Sin embargo, Santiago del Estero resistiría, y su fundador (más allá de las discusiones historigráficas de nuestro tiempo sobre sus merecimientos, deméritos o fechas fundacionales en cuestión), daría pruebas de temple, voluntad y capacidad para socorrerla, defenderla, mantenerla en pie y convertirla en “madre de ciudades”.
Superadas las penurias y atenuadas las hostilidades con los indios, merced a las acciones y estrategias de Francisco de Aguirre, dominando rebeliones y venciendo resistencias “para limpiar los caminos de tránsito al Perú”, Santiago pudo afirmarse como cabecera y centro irradiador de nuevas poblaciones y ciudades, para la interrelación, la producción y el crecimiento de las colonias.

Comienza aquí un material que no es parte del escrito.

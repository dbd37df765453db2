use crate::ingest;
use crate::models::*;

use time::OffsetDateTime;

/// Create a row with the numeric columns set and an optional type.
pub(crate) fn reading(
    kind: Option<&str>,
    flowrate: f64,
    pressure: f64,
    temperature: f64,
) -> MeasurementRow {
    let mut row = MeasurementRow::new();
    if let Some(kind) = kind {
        row.push("Type", kind);
    }
    row.with("Flowrate", flowrate)
        .with("Pressure", pressure)
        .with("Temperature", temperature)
}

/// Create the seven row table of four pumps and three valves with flowrates 10 to 70.
pub(crate) fn get_test_rows() -> Vec<MeasurementRow> {
    let kinds = ["Pump", "Pump", "Pump", "Pump", "Valve", "Valve", "Valve"];
    let mut pumps = 0;
    let mut valves = 0;
    kinds
        .iter()
        .enumerate()
        .map(|(i, kind)| {
            let index = if *kind == "Pump" {
                pumps += 1;
                pumps
            } else {
                valves += 1;
                valves
            };
            let i = i as f64;
            MeasurementRow::new()
                .with("Equipment Name", format!("{}-{}", kind, index).as_str())
                .with("Type", *kind)
                .with("Flowrate", 10.0 * (i + 1.0))
                .with("Pressure", 4.0 + i / 2.0)
                .with("Temperature", 100.0 + i)
        })
        .collect()
}

/// The CSV encoding of [get_test_rows].
pub(crate) const TEST_CSV: &str = "Equipment Name,Type,Flowrate,Pressure,Temperature\n\
Pump-1,Pump,10,4,100\n\
Pump-2,Pump,20,4.5,101\n\
Pump-3,Pump,30,5,102\n\
Pump-4,Pump,40,5.5,103\n\
Valve-1,Valve,50,6,104\n\
Valve-2,Valve,60,6.5,105\n\
Valve-3,Valve,70,7,106\n";

/// Create the summary of [get_test_rows].
pub(crate) fn get_test_summary() -> EnvelopeSummary {
    ingest::build(&get_test_rows()).unwrap()
}

/// Create an envelope around [get_test_summary] created at 2024-01-02T03:04:05Z.
pub(crate) fn get_test_envelope(id: u64) -> AggregateEnvelope {
    AggregateEnvelope {
        id,
        created_at: OffsetDateTime::from_unix_timestamp(1_704_164_645).unwrap(),
        summary: get_test_summary(),
    }
}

Contrastando con la observación del arquitecto Roberto Delgado acerca de que el primer plano elaborado y conocido de la ciudad de Santiago del Estero surge con el gobierno de Absalón Rojas (1886-1889) y por lo tanto no se puede concluir con certeza sobre cómo fue la distribución de la misma en sus comienzos, no han faltado estimaciones deductivas, como las de fray Palacio, a partir del hallazgo de trazados de ciudades fundadas por Santiago, como La Rioja que tenía 20 manzanas de ejido, razón por la cual estimaba que la capital del Tucumán debió ser más grande que otras poblaciones de aquel momento.

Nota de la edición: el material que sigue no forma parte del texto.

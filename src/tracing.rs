//! Tracing (logging)

use tracing_subscriber::{layer::SubscriberExt, util::SubscriberInitExt};

/// Initialise tracing (logging)
///
/// Applies a filter based on the `RUST_LOG` environment variable, falling back to enable debug
/// logging for this crate and tower_http if not set.
pub fn init_tracing() {
    tracing_subscriber::registry()
        .with(
            tracing_subscriber::EnvFilter::try_from_default_env()
                .unwrap_or_else(|_| "equipstat=debug,tower_http=debug".into()),
        )
        .with(tracing_subscriber::fmt::layer())
        .init();
}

En tal sentido, sugería que en sus tres primeros años, Santiago pudo haber tenido aproximadamente 80 manzanas (entre las pobladas y para repartir), cada una dividida en cuatro solares, las que se extendían en un radio de 700 metros, desde la plaza a la periferia de las chacras. Otros investigadores, coinciden en señalar que las principales construcciones se hallaban cercanas al río y las chacras se extendían a lo largo de la acequia real (hoy avenida Belgrano).
No hay datos precisos sobre el número de viviendas que pudieron haber, pero según razonados puntos de vista, al promediar 1554 serían alrededor de 50 las modestas moradas de Santiago, además del cabildo, el fuerte, un hospital en el que se atendía por igual a indios y españoles -tal cual lo afirma Vicente Oddo-, algunas otras dependencias reales y una humilde iglesita de adobe, que en 1557 sería reemplazada por la de San Francisco y por otros conventos que irían instalándose, como los de las órdenes mercedaria y dominica.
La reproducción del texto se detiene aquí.